Source records
--- --- ---
//! Year-over-year percentage change.

use rust_decimal::Decimal;
use std::fmt;

use crate::pivot::WideTable;

/// Placeholder shown when the previous year's value is zero.
pub const UNDEFINED_DELTA: &str = "N/A";

/// Placeholder shown when the change does not fit in a `Decimal`.
pub const OUT_OF_RANGE_DELTA: &str = "out of range";

#[derive(Debug, Clone, Copy, PartialEq, Eq)]
pub enum Delta {
    /// Percentage change rounded to one decimal place.
    Change(Decimal),
    /// The previous value is zero.
    Undefined,
    /// A tiny previous value against a huge current one.
    OutOfRange,
}

impl Delta {
    pub fn between(previous: Decimal, current: Decimal) -> Self {
        if previous.is_zero() {
            return Delta::Undefined;
        }
        current
            .checked_sub(previous)
            .and_then(|change| change.checked_div(previous))
            .and_then(|ratio| ratio.checked_mul(Decimal::ONE_HUNDRED))
            .map_or(Delta::OutOfRange, |percent| Delta::Change(percent.round_dp(1)))
    }

    pub fn percent(&self) -> Option<Decimal> {
        match self {
            Delta::Change(percent) => Some(*percent),
            Delta::Undefined | Delta::OutOfRange => None,
        }
    }

    pub fn is_undefined(&self) -> bool {
        matches!(self, Delta::Undefined)
    }
}

impl fmt::Display for Delta {
    fn fmt(&self, f: &mut fmt::Formatter<'_>) -> fmt::Result {
        match self {
            Delta::Change(percent) => write!(f, "{:.1}%", percent),
            Delta::Undefined => f.write_str(UNDEFINED_DELTA),
            Delta::OutOfRange => f.write_str(OUT_OF_RANGE_DELTA),
        }
    }
}

/// Return a copy of `table` with a YOY row comparing its two year rows.
///
/// Tables without exactly two year rows come back unchanged.
pub fn with_delta(table: &WideTable) -> WideTable {
    let mut result = table.clone();

    let [previous, current] = table.rows() else {
        return result;
    };

    result.yoy = Some(
        previous
            .values
            .iter()
            .zip(&current.values)
            .map(|(&prev, &curr)| Delta::between(prev, curr))
            .collect(),
    );
    result
}
use clap::Parser;
use std::path::PathBuf;

use crate::loader::DatasetArg;
use crate::pivot::Filter;

#[derive(Parser, Debug)]
#[command(
    name = "yoy-report",
    about = "Compare two years of account approvals and cancellations by unit and account type",
    version,
    long_about = None
)]
pub struct Args {
    /// Approvals CSV export for one year, as YEAR=PATH (repeat for the second year)
    #[arg(short, long, value_name = "YEAR=PATH")]
    pub approvals: Vec<DatasetArg>,

    /// Cancellations CSV export for one year, as YEAR=PATH (repeat for the second year)
    #[arg(short, long, value_name = "YEAR=PATH")]
    pub cancellations: Vec<DatasetArg>,

    /// Unit key to report on, or "Total" for all units combined
    #[arg(short, long, default_value = "Total")]
    pub unit: Filter,

    /// List the selectable units and exit
    #[arg(long)]
    pub list_units: bool,

    /// Path to custom category rules file
    #[arg(short, long)]
    pub rules: Option<PathBuf>,

    /// Path to custom unit display names file
    #[arg(long)]
    pub unit_names: Option<PathBuf>,

    /// Directory to write wide and long CSV tables into
    #[arg(short, long)]
    pub export: Option<PathBuf>,

    /// Enable verbose logging
    #[arg(short, long)]
    pub verbose: bool,

    /// Number of worker threads
    #[arg(short, long)]
    pub workers: Option<usize>,

    /// Initialize category_rules.txt and unit_names.txt with defaults
    #[arg(long)]
    pub init: bool,
}
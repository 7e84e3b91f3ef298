use chrono::NaiveDate;
use std::fmt;

use crate::aggregate::{Measures, Year};
use crate::pivot::{Filter, WideTable};
use crate::records::DatasetKind;
use crate::report::View;

#[derive(Debug, Clone, Copy, PartialEq, Eq)]
pub struct DateRange {
    pub earliest: NaiveDate,
    pub latest: NaiveDate,
}

impl DateRange {
    pub fn new(earliest: NaiveDate, latest: NaiveDate) -> Self {
        Self { earliest, latest }
    }

    pub fn days(&self) -> i64 {
        (self.latest - self.earliest).num_days()
    }
}

impl fmt::Display for DateRange {
    fn fmt(&self, f: &mut fmt::Formatter<'_>) -> fmt::Result {
        let earliest = self.earliest.format("%B %-d, %Y");
        let latest = self.latest.format("%B %-d, %Y");
        if self.days() > 0 {
            write!(f, "{} to {} ({} days)", earliest, latest, self.days())
        } else {
            write!(f, "{} to {}", earliest, latest)
        }
    }
}

#[derive(Debug, Clone)]
pub struct DatasetSummary {
    pub kind: DatasetKind,
    pub year: Year,
    pub record_count: usize,
    pub date_range: Option<DateRange>,
    /// Records dated outside `year`.
    pub outside_year: usize,
    pub total: Measures,
}

#[derive(Debug, Clone)]
pub struct ViewResult {
    pub view: View,
    pub table: WideTable,
}

#[derive(Debug, Clone)]
pub struct ReportResult {
    pub filter: Filter,
    pub datasets: Vec<DatasetSummary>,
    pub views: Vec<ViewResult>,
    /// `Total` followed by every unit seen in any dataset.
    pub filters: Vec<Filter>,
}

impl ReportResult {
    pub fn view(&self, name: &str) -> Option<&ViewResult> {
        self.views.iter().find(|result| result.view.name == name)
    }
}

#[cfg(test)]
mod tests {
    use super::*;

    #[test]
    fn test_date_range_display() {
        let range = DateRange::new(
            NaiveDate::from_ymd_opt(2024, 1, 1).unwrap(),
            NaiveDate::from_ymd_opt(2024, 3, 1).unwrap(),
        );
        assert_eq!(range.days(), 60);
        assert_eq!(range.to_string(), "January 1, 2024 to March 1, 2024 (60 days)");

        let single = DateRange::new(range.earliest, range.earliest);
        assert_eq!(single.to_string(), "January 1, 2024 to January 1, 2024");
    }
}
--- --- ---
EXERCISE BRIEF = The expected output is the lines from the one holding "2024 to March" through the last line of the data, exactly as they appear, with nothing before or after.

ANSWER SECTION =
        assert_eq!(range.to_string(), "January 1, 2024 to March 1, 2024 (60 days)");

        let single = DateRange::new(range.earliest, range.earliest);
        assert_eq!(single.to_string(), "January 1, 2024 to January 1, 2024");
    }
}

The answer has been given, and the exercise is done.